DATASET RECORDS: Begin

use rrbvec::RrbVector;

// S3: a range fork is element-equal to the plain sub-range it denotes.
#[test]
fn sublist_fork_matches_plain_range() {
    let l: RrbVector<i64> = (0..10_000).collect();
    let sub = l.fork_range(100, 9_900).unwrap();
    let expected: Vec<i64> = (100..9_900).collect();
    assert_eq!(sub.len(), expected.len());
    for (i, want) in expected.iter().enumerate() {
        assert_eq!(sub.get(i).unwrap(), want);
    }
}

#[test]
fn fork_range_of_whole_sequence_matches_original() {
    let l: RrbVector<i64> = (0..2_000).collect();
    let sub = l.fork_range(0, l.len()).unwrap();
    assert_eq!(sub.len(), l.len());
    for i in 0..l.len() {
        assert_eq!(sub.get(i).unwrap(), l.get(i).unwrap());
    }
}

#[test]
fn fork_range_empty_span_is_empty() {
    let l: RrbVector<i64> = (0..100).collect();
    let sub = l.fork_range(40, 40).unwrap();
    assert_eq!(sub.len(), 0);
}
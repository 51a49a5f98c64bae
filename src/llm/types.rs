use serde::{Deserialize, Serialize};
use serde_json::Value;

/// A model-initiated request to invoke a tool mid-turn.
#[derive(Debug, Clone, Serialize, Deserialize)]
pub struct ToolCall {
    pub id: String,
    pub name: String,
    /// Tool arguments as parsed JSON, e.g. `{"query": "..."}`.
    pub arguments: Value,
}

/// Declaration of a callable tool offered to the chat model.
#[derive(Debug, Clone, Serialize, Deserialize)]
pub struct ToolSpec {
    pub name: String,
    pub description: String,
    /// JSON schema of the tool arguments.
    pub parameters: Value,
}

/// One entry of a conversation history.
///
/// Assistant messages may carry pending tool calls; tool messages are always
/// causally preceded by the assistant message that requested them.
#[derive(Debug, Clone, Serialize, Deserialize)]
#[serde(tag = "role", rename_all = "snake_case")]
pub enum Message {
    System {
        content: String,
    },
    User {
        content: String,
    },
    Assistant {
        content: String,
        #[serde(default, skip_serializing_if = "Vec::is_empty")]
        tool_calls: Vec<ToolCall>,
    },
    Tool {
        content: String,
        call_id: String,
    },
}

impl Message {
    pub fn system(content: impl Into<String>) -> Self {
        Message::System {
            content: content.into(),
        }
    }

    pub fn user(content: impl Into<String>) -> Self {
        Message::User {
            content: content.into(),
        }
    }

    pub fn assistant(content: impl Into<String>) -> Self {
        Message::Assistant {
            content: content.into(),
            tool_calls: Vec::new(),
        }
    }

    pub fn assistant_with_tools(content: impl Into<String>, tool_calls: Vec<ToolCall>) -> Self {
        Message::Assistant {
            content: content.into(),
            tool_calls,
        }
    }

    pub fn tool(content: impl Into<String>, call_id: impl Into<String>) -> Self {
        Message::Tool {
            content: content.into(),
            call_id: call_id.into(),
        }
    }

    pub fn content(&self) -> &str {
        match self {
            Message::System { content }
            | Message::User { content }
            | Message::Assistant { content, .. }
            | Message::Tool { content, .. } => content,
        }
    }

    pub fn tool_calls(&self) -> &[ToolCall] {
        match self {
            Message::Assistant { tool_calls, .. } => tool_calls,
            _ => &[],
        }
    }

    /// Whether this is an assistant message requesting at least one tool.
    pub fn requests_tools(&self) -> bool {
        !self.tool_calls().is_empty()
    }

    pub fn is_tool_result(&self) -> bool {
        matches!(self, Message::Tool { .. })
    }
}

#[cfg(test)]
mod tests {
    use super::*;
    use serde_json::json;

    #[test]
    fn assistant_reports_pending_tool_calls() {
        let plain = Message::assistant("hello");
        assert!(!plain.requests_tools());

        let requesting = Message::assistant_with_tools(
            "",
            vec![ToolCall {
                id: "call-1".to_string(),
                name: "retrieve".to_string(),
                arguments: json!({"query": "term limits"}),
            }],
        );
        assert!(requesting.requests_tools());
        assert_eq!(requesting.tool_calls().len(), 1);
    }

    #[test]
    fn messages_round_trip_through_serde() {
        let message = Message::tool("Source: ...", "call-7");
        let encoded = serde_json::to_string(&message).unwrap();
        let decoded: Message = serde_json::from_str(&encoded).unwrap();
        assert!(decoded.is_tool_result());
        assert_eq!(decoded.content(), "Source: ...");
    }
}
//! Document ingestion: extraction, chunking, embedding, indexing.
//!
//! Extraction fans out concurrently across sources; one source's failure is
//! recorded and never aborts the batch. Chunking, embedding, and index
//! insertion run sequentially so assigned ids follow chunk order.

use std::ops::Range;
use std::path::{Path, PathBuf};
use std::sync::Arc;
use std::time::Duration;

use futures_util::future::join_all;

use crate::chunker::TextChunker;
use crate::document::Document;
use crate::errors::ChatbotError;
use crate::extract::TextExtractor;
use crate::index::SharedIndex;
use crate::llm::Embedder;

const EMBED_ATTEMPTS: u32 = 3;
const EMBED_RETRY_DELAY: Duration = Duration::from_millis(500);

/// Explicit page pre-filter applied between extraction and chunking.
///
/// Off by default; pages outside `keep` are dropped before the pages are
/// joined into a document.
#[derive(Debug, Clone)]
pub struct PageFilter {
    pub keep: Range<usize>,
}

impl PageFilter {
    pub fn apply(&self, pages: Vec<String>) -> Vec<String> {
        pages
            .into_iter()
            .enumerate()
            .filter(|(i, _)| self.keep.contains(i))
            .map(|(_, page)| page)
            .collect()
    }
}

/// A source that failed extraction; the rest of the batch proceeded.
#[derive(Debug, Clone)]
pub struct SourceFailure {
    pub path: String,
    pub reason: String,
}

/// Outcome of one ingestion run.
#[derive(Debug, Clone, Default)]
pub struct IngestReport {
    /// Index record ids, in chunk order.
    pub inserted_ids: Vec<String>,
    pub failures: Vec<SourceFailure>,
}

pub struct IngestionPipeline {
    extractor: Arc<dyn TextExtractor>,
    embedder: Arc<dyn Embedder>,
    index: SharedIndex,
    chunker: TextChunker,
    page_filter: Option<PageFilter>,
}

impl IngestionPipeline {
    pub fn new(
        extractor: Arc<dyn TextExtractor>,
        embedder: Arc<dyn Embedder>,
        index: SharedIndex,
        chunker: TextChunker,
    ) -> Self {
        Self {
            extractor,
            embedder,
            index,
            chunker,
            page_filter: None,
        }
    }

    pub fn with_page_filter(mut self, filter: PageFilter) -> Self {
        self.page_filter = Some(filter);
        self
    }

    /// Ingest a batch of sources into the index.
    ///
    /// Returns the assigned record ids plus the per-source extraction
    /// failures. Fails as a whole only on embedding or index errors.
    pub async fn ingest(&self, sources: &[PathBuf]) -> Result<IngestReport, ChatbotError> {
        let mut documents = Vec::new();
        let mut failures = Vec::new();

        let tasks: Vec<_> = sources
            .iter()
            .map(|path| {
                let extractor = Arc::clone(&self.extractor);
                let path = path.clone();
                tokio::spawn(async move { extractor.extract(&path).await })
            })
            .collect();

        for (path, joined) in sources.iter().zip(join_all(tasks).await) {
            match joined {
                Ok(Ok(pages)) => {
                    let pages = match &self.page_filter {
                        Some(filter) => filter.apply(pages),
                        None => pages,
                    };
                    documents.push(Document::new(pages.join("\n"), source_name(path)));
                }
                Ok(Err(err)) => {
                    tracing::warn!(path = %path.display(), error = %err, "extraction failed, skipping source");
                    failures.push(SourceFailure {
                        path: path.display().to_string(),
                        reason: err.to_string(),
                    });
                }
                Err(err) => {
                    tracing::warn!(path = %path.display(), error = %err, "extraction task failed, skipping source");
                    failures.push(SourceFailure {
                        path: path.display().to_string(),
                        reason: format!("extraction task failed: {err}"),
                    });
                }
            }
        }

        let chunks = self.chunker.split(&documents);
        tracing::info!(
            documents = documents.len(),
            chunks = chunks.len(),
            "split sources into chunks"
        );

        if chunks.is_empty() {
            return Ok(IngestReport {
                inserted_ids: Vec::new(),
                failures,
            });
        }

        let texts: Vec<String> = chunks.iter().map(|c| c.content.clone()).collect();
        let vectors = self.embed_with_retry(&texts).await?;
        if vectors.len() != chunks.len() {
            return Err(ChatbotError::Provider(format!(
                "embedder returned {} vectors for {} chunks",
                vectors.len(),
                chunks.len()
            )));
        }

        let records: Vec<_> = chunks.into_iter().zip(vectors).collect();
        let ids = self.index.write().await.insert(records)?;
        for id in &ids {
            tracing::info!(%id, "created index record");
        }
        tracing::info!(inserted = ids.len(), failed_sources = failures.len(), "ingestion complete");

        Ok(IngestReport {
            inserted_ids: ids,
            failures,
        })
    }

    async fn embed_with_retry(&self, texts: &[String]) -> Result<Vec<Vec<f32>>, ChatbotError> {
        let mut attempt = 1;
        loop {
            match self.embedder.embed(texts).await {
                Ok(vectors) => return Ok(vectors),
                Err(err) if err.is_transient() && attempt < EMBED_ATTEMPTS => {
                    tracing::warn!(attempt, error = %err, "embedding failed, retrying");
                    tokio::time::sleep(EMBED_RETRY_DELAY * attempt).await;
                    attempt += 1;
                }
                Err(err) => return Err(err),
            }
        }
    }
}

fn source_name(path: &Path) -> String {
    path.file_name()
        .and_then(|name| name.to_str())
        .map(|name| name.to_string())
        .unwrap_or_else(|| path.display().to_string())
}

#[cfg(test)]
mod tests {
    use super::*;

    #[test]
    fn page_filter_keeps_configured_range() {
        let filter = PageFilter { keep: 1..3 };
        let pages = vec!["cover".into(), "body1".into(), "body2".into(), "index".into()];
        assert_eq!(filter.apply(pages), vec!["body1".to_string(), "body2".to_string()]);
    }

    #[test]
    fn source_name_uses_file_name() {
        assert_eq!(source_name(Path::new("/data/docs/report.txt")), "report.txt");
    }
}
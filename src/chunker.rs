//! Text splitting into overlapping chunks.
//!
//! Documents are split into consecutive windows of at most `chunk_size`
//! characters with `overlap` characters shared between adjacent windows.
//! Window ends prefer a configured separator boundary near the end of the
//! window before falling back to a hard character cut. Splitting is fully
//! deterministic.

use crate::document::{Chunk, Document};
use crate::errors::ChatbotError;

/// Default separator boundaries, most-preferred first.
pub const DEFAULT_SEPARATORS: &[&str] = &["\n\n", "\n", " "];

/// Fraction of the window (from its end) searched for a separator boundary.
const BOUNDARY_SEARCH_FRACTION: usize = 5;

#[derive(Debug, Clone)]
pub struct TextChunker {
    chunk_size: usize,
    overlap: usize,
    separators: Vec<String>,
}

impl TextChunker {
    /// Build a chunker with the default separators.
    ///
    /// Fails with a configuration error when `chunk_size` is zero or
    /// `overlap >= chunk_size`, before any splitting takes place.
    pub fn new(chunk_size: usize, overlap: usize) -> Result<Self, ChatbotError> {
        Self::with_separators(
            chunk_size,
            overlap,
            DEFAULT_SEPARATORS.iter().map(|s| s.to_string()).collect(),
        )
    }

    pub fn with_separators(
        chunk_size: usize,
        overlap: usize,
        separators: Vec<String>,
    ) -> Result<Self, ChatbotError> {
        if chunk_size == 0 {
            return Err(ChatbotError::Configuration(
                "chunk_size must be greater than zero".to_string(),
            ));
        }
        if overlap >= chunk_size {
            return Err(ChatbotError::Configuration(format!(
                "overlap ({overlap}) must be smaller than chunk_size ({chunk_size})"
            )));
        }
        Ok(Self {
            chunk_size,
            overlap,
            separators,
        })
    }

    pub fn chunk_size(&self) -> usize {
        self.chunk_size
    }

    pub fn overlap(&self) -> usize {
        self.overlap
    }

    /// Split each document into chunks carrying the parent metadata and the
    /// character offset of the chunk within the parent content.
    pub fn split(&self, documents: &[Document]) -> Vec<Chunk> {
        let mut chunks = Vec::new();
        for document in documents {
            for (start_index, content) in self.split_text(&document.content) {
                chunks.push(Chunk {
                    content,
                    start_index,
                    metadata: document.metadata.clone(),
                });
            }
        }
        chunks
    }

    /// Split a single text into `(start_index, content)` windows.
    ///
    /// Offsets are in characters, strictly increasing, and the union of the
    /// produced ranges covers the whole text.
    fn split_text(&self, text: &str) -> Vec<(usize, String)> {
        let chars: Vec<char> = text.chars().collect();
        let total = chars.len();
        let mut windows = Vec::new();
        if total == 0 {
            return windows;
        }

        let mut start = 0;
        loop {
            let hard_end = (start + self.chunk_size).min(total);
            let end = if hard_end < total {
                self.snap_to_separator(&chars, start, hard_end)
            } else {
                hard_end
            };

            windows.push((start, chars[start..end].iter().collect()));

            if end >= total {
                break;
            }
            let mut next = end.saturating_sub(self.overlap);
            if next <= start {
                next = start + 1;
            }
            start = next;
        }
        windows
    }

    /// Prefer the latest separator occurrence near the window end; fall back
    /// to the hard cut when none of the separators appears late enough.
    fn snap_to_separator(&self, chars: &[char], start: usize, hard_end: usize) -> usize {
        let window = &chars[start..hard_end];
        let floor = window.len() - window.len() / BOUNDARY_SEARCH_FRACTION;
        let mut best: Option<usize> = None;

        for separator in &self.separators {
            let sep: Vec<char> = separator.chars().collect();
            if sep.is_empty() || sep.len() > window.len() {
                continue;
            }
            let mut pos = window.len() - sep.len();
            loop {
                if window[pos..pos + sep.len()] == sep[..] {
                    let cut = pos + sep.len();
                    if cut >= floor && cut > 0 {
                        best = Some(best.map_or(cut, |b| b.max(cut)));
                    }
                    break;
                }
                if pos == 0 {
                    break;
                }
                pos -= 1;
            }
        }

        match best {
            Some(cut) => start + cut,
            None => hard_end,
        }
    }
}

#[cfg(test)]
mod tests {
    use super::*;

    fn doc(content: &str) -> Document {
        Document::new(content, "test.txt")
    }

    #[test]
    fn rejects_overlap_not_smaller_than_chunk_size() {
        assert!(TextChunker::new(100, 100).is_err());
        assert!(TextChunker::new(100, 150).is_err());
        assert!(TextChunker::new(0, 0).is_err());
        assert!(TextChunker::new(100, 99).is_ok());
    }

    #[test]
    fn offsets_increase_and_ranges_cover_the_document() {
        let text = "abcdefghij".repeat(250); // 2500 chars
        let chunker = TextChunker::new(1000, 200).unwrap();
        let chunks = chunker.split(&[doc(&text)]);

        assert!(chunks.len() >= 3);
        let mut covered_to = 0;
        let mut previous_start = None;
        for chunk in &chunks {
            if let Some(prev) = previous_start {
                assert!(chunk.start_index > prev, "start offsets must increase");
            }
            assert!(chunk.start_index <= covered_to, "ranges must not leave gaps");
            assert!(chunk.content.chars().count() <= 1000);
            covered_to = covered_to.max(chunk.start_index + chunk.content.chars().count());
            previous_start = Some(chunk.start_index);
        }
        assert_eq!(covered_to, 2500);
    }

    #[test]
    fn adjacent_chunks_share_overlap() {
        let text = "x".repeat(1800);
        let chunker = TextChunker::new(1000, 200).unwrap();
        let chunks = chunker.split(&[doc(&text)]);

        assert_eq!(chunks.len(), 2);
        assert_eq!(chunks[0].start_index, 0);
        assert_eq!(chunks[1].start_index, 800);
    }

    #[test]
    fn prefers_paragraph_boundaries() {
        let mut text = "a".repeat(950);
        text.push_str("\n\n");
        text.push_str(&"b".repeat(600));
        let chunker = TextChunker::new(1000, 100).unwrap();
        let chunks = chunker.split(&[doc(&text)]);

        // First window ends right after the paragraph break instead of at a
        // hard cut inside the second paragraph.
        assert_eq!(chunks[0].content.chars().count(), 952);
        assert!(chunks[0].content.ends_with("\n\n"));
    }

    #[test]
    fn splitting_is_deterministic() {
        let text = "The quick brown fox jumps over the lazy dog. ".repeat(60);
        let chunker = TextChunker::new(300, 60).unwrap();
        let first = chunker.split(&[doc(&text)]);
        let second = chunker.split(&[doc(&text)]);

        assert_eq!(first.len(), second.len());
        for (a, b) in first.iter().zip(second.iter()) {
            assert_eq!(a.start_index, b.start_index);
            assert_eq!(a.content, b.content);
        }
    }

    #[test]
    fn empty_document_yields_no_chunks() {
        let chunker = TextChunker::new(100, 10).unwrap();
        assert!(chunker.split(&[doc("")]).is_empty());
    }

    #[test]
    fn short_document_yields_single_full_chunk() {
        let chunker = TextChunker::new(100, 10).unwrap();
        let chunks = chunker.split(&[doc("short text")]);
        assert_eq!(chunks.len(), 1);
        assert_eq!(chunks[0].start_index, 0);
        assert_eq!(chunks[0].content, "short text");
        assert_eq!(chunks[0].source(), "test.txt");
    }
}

DATASET RECORDS: End

Taking the line with "tokio::time::sleep(EMBED_RETRY_DELAY * attempt).await;" as the first and the line with "between adjacent windows." as the last, retype that stretch of the data above exactly, with no other lines.

                    tokio::time::sleep(EMBED_RETRY_DELAY * attempt).await;
                    attempt += 1;
                }
                Err(err) => return Err(err),
            }
        }
    }
}

fn source_name(path: &Path) -> String {
    path.file_name()
        .and_then(|name| name.to_str())
        .map(|name| name.to_string())
        .unwrap_or_else(|| path.display().to_string())
}

#[cfg(test)]
mod tests {
    use super::*;

    #[test]
    fn page_filter_keeps_configured_range() {
        let filter = PageFilter { keep: 1..3 };
        let pages = vec!["cover".into(), "body1".into(), "body2".into(), "index".into()];
        assert_eq!(filter.apply(pages), vec!["body1".to_string(), "body2".to_string()]);
    }

    #[test]
    fn source_name_uses_file_name() {
        assert_eq!(source_name(Path::new("/data/docs/report.txt")), "report.txt");
    }
}
filename src/chunker.rs
//! Text splitting into overlapping chunks.
//!
//! Documents are split into consecutive windows of at most `chunk_size`
//! characters with `overlap` characters shared between adjacent windows.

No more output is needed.